DIRECTIONS FOR THIS TASK:
Every line of the data that includes "four" should be copied out.

MATERIAL SHOWN:

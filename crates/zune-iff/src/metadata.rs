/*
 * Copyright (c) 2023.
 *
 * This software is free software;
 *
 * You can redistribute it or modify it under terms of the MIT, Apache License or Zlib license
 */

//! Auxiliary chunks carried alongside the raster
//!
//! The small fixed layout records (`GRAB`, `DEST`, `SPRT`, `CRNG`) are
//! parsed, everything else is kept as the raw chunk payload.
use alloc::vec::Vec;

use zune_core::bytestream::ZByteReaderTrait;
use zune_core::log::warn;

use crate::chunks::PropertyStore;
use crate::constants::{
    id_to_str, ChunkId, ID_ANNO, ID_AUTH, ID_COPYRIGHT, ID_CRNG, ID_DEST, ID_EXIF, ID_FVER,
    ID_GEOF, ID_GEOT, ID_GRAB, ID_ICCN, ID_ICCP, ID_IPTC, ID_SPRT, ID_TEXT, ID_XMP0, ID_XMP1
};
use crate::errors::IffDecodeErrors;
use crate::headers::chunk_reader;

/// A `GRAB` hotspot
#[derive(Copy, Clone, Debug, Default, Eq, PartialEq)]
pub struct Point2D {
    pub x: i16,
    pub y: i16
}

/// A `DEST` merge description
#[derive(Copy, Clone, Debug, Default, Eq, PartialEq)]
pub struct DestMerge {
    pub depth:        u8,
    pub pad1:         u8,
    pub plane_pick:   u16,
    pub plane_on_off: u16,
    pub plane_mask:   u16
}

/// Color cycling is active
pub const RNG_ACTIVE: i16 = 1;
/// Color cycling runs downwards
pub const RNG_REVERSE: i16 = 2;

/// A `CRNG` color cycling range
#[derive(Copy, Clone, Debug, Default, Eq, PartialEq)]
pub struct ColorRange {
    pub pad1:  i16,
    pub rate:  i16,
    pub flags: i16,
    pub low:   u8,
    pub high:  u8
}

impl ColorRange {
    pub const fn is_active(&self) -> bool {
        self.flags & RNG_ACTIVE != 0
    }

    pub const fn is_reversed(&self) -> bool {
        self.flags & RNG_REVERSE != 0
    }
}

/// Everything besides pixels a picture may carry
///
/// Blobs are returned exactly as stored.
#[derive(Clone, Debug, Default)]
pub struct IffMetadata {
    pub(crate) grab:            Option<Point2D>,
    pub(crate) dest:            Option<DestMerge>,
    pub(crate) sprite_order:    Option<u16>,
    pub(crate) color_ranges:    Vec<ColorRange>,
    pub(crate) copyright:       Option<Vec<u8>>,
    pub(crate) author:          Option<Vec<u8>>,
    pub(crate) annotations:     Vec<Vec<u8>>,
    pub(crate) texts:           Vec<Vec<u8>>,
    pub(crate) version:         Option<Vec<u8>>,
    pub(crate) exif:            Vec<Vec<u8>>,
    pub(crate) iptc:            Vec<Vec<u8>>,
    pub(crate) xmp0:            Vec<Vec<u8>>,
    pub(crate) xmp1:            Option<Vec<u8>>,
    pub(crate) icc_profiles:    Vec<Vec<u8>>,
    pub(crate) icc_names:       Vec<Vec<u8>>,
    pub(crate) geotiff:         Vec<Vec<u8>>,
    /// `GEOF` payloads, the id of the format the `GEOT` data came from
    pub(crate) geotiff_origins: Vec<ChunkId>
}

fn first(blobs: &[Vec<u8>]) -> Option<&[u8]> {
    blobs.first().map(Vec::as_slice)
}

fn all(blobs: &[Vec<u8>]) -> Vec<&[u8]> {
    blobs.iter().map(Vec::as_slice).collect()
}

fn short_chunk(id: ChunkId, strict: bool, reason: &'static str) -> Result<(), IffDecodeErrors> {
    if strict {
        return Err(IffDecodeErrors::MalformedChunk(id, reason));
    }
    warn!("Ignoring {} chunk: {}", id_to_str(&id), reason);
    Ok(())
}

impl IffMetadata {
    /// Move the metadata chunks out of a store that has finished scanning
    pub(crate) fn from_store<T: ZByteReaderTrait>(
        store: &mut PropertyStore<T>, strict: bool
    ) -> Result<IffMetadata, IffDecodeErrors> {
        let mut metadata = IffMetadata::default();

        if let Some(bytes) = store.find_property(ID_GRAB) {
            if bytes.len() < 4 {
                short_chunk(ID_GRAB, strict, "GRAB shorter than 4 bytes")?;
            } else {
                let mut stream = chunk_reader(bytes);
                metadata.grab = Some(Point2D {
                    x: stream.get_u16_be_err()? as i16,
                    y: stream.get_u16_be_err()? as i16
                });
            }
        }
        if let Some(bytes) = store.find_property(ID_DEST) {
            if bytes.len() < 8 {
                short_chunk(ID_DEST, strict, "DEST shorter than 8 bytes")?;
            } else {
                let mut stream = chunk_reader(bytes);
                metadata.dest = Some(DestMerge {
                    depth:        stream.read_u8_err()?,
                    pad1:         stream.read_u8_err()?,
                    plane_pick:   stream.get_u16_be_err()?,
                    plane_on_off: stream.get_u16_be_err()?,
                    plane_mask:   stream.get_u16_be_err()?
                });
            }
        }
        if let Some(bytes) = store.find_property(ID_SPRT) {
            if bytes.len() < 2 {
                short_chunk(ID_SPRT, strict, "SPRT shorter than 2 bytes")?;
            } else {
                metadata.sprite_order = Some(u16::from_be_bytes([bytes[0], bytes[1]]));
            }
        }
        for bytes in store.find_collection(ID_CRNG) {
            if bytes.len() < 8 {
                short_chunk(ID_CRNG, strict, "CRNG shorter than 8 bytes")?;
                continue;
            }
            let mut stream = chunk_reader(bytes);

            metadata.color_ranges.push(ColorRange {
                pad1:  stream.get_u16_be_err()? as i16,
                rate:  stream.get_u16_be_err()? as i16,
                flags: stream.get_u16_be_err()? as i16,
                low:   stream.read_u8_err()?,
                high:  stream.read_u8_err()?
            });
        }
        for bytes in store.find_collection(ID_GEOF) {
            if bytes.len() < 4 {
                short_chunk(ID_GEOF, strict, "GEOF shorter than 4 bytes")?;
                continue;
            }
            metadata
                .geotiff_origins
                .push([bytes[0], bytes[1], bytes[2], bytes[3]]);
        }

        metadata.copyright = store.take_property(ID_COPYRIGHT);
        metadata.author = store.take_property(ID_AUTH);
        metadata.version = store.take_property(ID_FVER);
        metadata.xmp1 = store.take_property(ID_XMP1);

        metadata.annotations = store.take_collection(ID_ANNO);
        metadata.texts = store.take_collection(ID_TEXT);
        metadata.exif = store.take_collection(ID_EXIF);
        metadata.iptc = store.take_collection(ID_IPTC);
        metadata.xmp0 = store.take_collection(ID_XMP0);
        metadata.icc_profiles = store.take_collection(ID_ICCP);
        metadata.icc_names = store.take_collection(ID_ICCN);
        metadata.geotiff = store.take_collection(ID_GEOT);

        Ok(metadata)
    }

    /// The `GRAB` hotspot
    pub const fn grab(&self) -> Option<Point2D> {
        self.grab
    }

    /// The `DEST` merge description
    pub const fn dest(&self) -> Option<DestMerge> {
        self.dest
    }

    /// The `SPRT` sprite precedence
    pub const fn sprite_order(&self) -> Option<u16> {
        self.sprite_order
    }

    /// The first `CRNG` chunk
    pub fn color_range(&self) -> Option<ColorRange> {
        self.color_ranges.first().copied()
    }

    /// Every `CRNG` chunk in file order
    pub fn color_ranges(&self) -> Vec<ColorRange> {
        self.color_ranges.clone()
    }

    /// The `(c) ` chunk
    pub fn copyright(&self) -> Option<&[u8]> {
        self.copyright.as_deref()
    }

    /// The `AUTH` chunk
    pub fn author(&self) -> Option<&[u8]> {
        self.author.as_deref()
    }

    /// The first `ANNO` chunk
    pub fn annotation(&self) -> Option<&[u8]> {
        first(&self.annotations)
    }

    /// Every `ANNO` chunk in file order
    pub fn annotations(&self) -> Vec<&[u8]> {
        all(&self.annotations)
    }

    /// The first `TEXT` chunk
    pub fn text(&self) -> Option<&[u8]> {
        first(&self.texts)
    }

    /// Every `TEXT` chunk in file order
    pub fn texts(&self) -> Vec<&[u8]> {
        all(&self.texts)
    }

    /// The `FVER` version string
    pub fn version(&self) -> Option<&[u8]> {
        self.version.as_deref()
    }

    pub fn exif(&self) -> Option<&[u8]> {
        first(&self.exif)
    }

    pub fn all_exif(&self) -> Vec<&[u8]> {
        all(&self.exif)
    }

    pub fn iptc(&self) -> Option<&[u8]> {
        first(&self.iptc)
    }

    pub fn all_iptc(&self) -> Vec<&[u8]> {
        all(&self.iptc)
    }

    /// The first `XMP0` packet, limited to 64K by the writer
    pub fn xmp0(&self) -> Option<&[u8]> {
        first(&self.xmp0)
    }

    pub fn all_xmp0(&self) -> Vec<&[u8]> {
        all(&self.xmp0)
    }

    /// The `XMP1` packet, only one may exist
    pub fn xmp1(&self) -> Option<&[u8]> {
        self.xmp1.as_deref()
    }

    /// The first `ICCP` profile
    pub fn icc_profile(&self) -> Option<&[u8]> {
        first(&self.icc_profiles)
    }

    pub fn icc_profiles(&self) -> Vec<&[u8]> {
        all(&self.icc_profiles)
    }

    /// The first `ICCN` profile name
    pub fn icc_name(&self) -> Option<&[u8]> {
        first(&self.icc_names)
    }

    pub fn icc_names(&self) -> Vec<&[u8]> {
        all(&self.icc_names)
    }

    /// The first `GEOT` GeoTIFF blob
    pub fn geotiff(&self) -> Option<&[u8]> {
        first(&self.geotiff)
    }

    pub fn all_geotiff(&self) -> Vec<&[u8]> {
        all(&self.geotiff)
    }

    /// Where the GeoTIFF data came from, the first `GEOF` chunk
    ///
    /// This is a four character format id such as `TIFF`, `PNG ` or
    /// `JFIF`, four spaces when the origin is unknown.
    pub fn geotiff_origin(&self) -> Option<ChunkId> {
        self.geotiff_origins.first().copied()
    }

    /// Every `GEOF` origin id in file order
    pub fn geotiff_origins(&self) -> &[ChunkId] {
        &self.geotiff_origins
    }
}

RESPONSE TO THE EXERCISE:
    /// This is a four character format id such as `TIFF`, `PNG ` or
    /// `JFIF`, four spaces when the origin is unknown.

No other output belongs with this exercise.